README

This is a set of Perl scripts, subroutines, and sample data
demonstrating simple and rudimentary term frequency inverse document
frequency (TFIDF) techniques. Specifically, the content of this
distribution will search, classify, and compare tiny sets of plain text
files using term weighting algorithms.

The distribution includes the following files:

  o part*.txt - plain text blog postings describing TFIDF
  
  o scripts/*.txt - various plain text files; sample data
  
  o scripts/search.pl - does a simple search against the *.txt files
	and returns them in relevancy ranked order
  
  o scripts/classify.pl - extracts and lists the most statistically
	relevant words from each *.txt file
  
  o scripts/compare.pl - creates a matrix of the *.txt files listing
	how each document compares in similarity to every other
	document
  
  o scripts/subroutines.pl - a library of functions used in all the
	scripts
  
  o scripts/stopwords.inc - a stop word list
  
  o scripts/ideas.inc - a list of "big names" and "great ideas" used
	for finding more documents like this one
  
  o scripts/ideas.pl - search a corpus and rank according to "great
    ideas"
  
  o README - this file
  
  o LICENSE - a copy of the GNU Public License in which these
	files are distributed

You are encouraged to swap out the *.txt files for your own in
order to see for yourself what TFIDF can do for you, but be forewarned,
I doubt the system will work very well with a sample size of more than a
dozen files.
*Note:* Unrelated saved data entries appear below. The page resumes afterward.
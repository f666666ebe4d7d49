//! Where the connecting segment attaches to each original segment.

use serde::{Deserialize, Serialize};

use crate::types::{ConnectorResult, GeometryError, Point3, SegmentEnd, Segment};

/// Attachment points for the two elbow fittings.
#[derive(Debug, Clone, Copy, PartialEq, Serialize, Deserialize)]
pub struct Attachments {
    /// Endpoint of the first segment the connector starts from.
    pub first_end: SegmentEnd,
    /// Location of the first elbow.
    pub first: Point3,
    /// Location of the second elbow: always the connector's derived point,
    /// since the second segment is reshaped to end there.
    pub second: Point3,
}

/// Pick the attachment points for the connector.
///
/// The first segment's endpoint is identified by tolerance rather than
/// exact coordinate equality. When both endpoints match, the start wins.
///
/// # Errors
///
/// Returns [`GeometryError::DegenerateGeometry`] if the connector does not
/// start on either endpoint of `ab`.
pub fn select_attachments(
    ab: &Segment,
    connector: &ConnectorResult,
    tolerance: f64,
) -> Result<Attachments, GeometryError> {
    let start_bc = connector.start_line;
    let first_end = if start_bc.approx_eq(ab.start(), tolerance) {
        SegmentEnd::Start
    } else if start_bc.approx_eq(ab.end(), tolerance) {
        SegmentEnd::End
    } else {
        return Err(GeometryError::DegenerateGeometry(format!(
            "connector start ({}, {}, {}) is not an endpoint of the first segment",
            start_bc.x, start_bc.y, start_bc.z,
        )));
    };

    Ok(Attachments {
        first_end,
        first: ab.endpoint(first_end),
        second: connector.end_line,
    })
}
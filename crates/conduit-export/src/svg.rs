//! SVG plan-view serializer.
//!
//! Draws a [`ConnectionPlan`] seen from above using the [`svg`] crate for
//! document construction, XML escaping and path data formatting. Model
//! y grows upward while SVG y grows downward, so every coordinate is
//! flipped through a [`PlanFrame`].
//!
//! The document has three groups:
//!
//! - `original`: both input segments, dashed.
//! - `result`: the first segment, the connecting segment and the
//!   reshaped second segment.
//! - `elbows`: one circle per elbow location.
//!
//! This is a pure function with no I/O -- it returns a `String`.

use svg::Document;
use svg::node::element::path::Data;
use svg::node::element::{Circle, Description, Element, Group, Path, Title};
use svg::node::{Node, Text, Value};

use conduit_geometry::{ConnectionPlan, Point3, Segment};

/// Fraction of the larger plan extent added as blank margin on each side.
const MARGIN_RATIO: f64 = 0.1;

/// Elbow marker radius as a fraction of the larger plan extent.
const ELBOW_RADIUS_RATIO: f64 = 0.015;

/// Metadata to embed in the SVG document.
///
/// All fields are optional. Text values are XML-escaped by the `svg`
/// crate.
#[derive(Debug, Clone, Default)]
pub struct SvgMetadata<'a> {
    /// Document title, emitted as `<title>`.
    pub title: Option<&'a str>,

    /// Document description, emitted as `<desc>`.
    ///
    /// Typically the plan report.
    pub description: Option<&'a str>,

    /// Geometry configuration JSON, emitted inside `<metadata>` so an
    /// exported drawing records the settings it was produced with.
    pub config_json: Option<&'a str>,
}

/// Mapping from model plan coordinates into the SVG `viewBox`.
#[derive(Debug, Clone, Copy, PartialEq)]
pub struct PlanFrame {
    min_x: f64,
    max_y: f64,
    margin: f64,
    width: f64,
    height: f64,
}

impl PlanFrame {
    /// Smallest frame containing every point, padded by a margin.
    ///
    /// A zero extent (all points coincide) is padded to a unit square so
    /// the `viewBox` stays valid.
    #[must_use]
    pub fn around(points: &[Point3]) -> Self {
        let mut min_x = f64::INFINITY;
        let mut max_x = f64::NEG_INFINITY;
        let mut min_y = f64::INFINITY;
        let mut max_y = f64::NEG_INFINITY;
        for p in points {
            min_x = min_x.min(p.x);
            max_x = max_x.max(p.x);
            min_y = min_y.min(p.y);
            max_y = max_y.max(p.y);
        }
        if points.is_empty() {
            (min_x, max_x, min_y, max_y) = (0.0, 0.0, 0.0, 0.0);
        }

        let extent = (max_x - min_x).max(max_y - min_y);
        let margin = if extent > 0.0 {
            extent * MARGIN_RATIO
        } else {
            0.5
        };
        Self {
            min_x,
            max_y,
            margin,
            width: 2.0f64.mul_add(margin, max_x - min_x),
            height: 2.0f64.mul_add(margin, max_y - min_y),
        }
    }

    /// Map a model point to SVG coordinates, dropping z.
    #[must_use]
    pub fn map(&self, p: Point3) -> (f64, f64) {
        (p.x - self.min_x + self.margin, self.max_y - p.y + self.margin)
    }

    /// `viewBox` width.
    #[must_use]
    pub const fn width(&self) -> f64 {
        self.width
    }

    /// `viewBox` height.
    #[must_use]
    pub const fn height(&self) -> f64 {
        self.height
    }

    fn elbow_radius(&self) -> f64 {
        self.width.max(self.height) * ELBOW_RADIUS_RATIO
    }
}

/// Build an SVG path `d` attribute string for a segment.
///
/// # Examples
///
/// ```
/// use conduit_geometry::{Point3, Segment};
/// use conduit_export::{PlanFrame, build_path_data};
///
/// let s = Segment::new(Point3::new(0.0, 0.0, 0.0), Point3::new(10.0, 10.0, 0.0), 1e-9).unwrap();
/// let frame = PlanFrame::around(&[s.start(), s.end()]);
/// assert_eq!(build_path_data(&s, &frame), "M1,11 L11,1");
/// ```
#[must_use]
pub fn build_path_data(segment: &Segment, frame: &PlanFrame) -> String {
    let data = Data::new()
        .move_to(frame.map(segment.start()))
        .line_to(frame.map(segment.end()));
    String::from(Value::from(data))
}

fn line_path(from: Point3, to: Point3, frame: &PlanFrame, stroke: &str) -> Path {
    let data = Data::new().move_to(frame.map(from)).line_to(frame.map(to));
    Path::new()
        .set("d", data)
        .set("fill", "none")
        .set("stroke", stroke)
        .set("stroke-width", 1)
        .set("vector-effect", "non-scaling-stroke")
}

fn segment_path(segment: &Segment, frame: &PlanFrame, stroke: &str) -> Path {
    line_path(segment.start(), segment.end(), frame, stroke)
}

/// Serialize a connection plan into an SVG document string.
///
/// Returns a complete SVG document with an XML declaration.
#[must_use]
pub fn to_svg(plan: &ConnectionPlan, metadata: &SvgMetadata<'_>) -> String {
    let connector_start = plan.connector.start_line;
    let connector_end = plan.connector.end_line;
    let frame = PlanFrame::around(&[
        plan.first.start(),
        plan.first.end(),
        plan.second.start(),
        plan.second.end(),
        connector_start,
        connector_end,
        plan.rebind.segment.start(),
        plan.rebind.segment.end(),
    ]);

    let mut doc = Document::new()
        .set("width", frame.width())
        .set("height", frame.height())
        .set("viewBox", format!("0 0 {} {}", frame.width(), frame.height()));

    if let Some(title) = metadata.title {
        doc = doc.add(Title::new(title));
    }
    if let Some(description) = metadata.description {
        doc = doc.add(Description::new().add(Text::new(description)));
    }
    if let Some(config_json) = metadata.config_json {
        let mut config_el = Element::new("conduit:config");
        config_el.assign("xmlns:conduit", "urn:conduit-join:config");
        config_el.append(Text::new(config_json));
        let mut metadata_el = Element::new("metadata");
        metadata_el.append(config_el);
        doc = doc.add(metadata_el);
    }

    let original = Group::new()
        .set("id", "original")
        .set("stroke-dasharray", "4 2")
        .add(segment_path(&plan.first, &frame, "gray"))
        .add(segment_path(&plan.second, &frame, "gray"));

    let result = Group::new()
        .set("id", "result")
        .add(segment_path(&plan.first, &frame, "black"))
        .add(line_path(connector_start, connector_end, &frame, "red"))
        .add(segment_path(&plan.rebind.segment, &frame, "black"));

    let radius = frame.elbow_radius();
    let mut elbows = Group::new().set("id", "elbows");
    for location in [plan.attachments.first, plan.attachments.second] {
        let (cx, cy) = frame.map(location);
        elbows = elbows.add(
            Circle::new()
                .set("cx", cx)
                .set("cy", cy)
                .set("r", radius)
                .set("fill", "blue"),
        );
    }

    doc = doc.add(original).add(result).add(elbows);

    // The svg crate omits the XML declaration, so we prepend it.
    format!("<?xml version=\"1.0\" encoding=\"UTF-8\"?>\n{doc}\n")
}

#[cfg(test)]
#[allow(clippy::unwrap_used)]
mod tests {
    use conduit_geometry::{GeometryConfig, plan_connection};

    use super::*;

    fn segment(a: (f64, f64), b: (f64, f64)) -> Segment {
        Segment::new(Point3::new(a.0, a.1, 0.0), Point3::new(b.0, b.1, 0.0), 1e-9).unwrap()
    }

    fn plan() -> ConnectionPlan {
        plan_connection(
            &segment((0.0, 0.0), (10.0, 0.0)),
            &segment((20.0, 5.0), (30.0, 5.0)),
            &GeometryConfig::default(),
        )
        .unwrap()
    }

    fn no_meta() -> SvgMetadata<'static> {
        SvgMetadata::default()
    }

    #[test]
    fn frame_flips_y() {
        let frame = PlanFrame::around(&[Point3::new(0.0, 0.0, 0.0), Point3::new(10.0, 10.0, 0.0)]);
        assert_eq!(frame.map(Point3::new(0.0, 10.0, 0.0)), (1.0, 1.0));
        assert_eq!(frame.map(Point3::new(10.0, 0.0, 0.0)), (11.0, 11.0));
    }

    #[test]
    fn frame_pads_by_larger_extent() {
        let frame = PlanFrame::around(&[Point3::new(0.0, 0.0, 0.0), Point3::new(20.0, 5.0, 0.0)]);
        assert!((frame.width() - 24.0).abs() < 1e-12);
        assert!((frame.height() - 9.0).abs() < 1e-12);
    }

    #[test]
    fn frame_of_single_point_is_not_empty() {
        let frame = PlanFrame::around(&[Point3::new(3.0, 3.0, 3.0)]);
        assert!(frame.width() > 0.0);
        assert!(frame.height() > 0.0);
    }

    #[test]
    fn frame_ignores_z() {
        let frame = PlanFrame::around(&[Point3::new(0.0, 0.0, 0.0), Point3::new(10.0, 10.0, 0.0)]);
        assert_eq!(
            frame.map(Point3::new(5.0, 5.0, 100.0)),
            frame.map(Point3::new(5.0, 5.0, -3.0))
        );
    }

    #[test]
    fn document_has_declaration_and_groups() {
        let svg = to_svg(&plan(), &no_meta());
        assert!(svg.starts_with(r#"<?xml version="1.0" encoding="UTF-8"?>"#));
        assert!(svg.contains(r#"id="original""#));
        assert!(svg.contains(r#"id="result""#));
        assert!(svg.contains(r#"id="elbows""#));
    }

    #[test]
    fn draws_five_paths_and_two_elbows() {
        let svg = to_svg(&plan(), &no_meta());
        assert_eq!(svg.matches("<path").count(), 5);
        assert_eq!(svg.matches("<circle").count(), 2);
    }

    #[test]
    fn connector_is_red() {
        let svg = to_svg(&plan(), &no_meta());
        assert_eq!(svg.matches(r#"stroke="red""#).count(), 1);
    }

    #[test]
    fn no_metadata_elements_by_default() {
        let svg = to_svg(&plan(), &no_meta());
        assert!(!svg.contains("<title>"));
        assert!(!svg.contains("<desc>"));
        assert!(!svg.contains("<metadata>"));
    }

    #[test]
    fn metadata_is_escaped() {
        let meta = SvgMetadata {
            title: Some("A & B"),
            description: Some("x < y"),
            config_json: Some(r#"{"tolerance":1e-9}"#),
        };
        let svg = to_svg(&plan(), &meta);
        assert!(svg.contains("<title>A &amp; B</title>"));
        assert!(svg.contains("x &lt; y"));
        assert!(svg.contains("<metadata>"));
        assert!(svg.contains(r#"xmlns:conduit="urn:conduit-join:config""#));
    }
}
More information about these files may to be located in a
set of three blog postings:

  1. http://infomotions.com/blog/2009/04/tfidf-in-libraries-part-i-for-librarians/
  2. http://infomotions.com/blog/2009/04/tfidf-in-libraries-part-ii-of-iii-for-programmers/
  3. http://infomotions.com/blog/2009/05/tfidf-in-libraries-part-iii-of-iii-for-thinkers/

Enjoy, learn, and pass along your knowledge to others.

P.S. I updated the compare subroutine in scripts/subroutines.pl to
remove a cosine function. This seems to resolve the "duplicate document"
problem currently mentioned in blog posting #3, but it also creates a
new problem. Previously similar document are not almost opposites. I'm
stymied. "Thanks Allen!" (May 19, 2010)

-- 
Eric Lease Morgan
May 31, 2009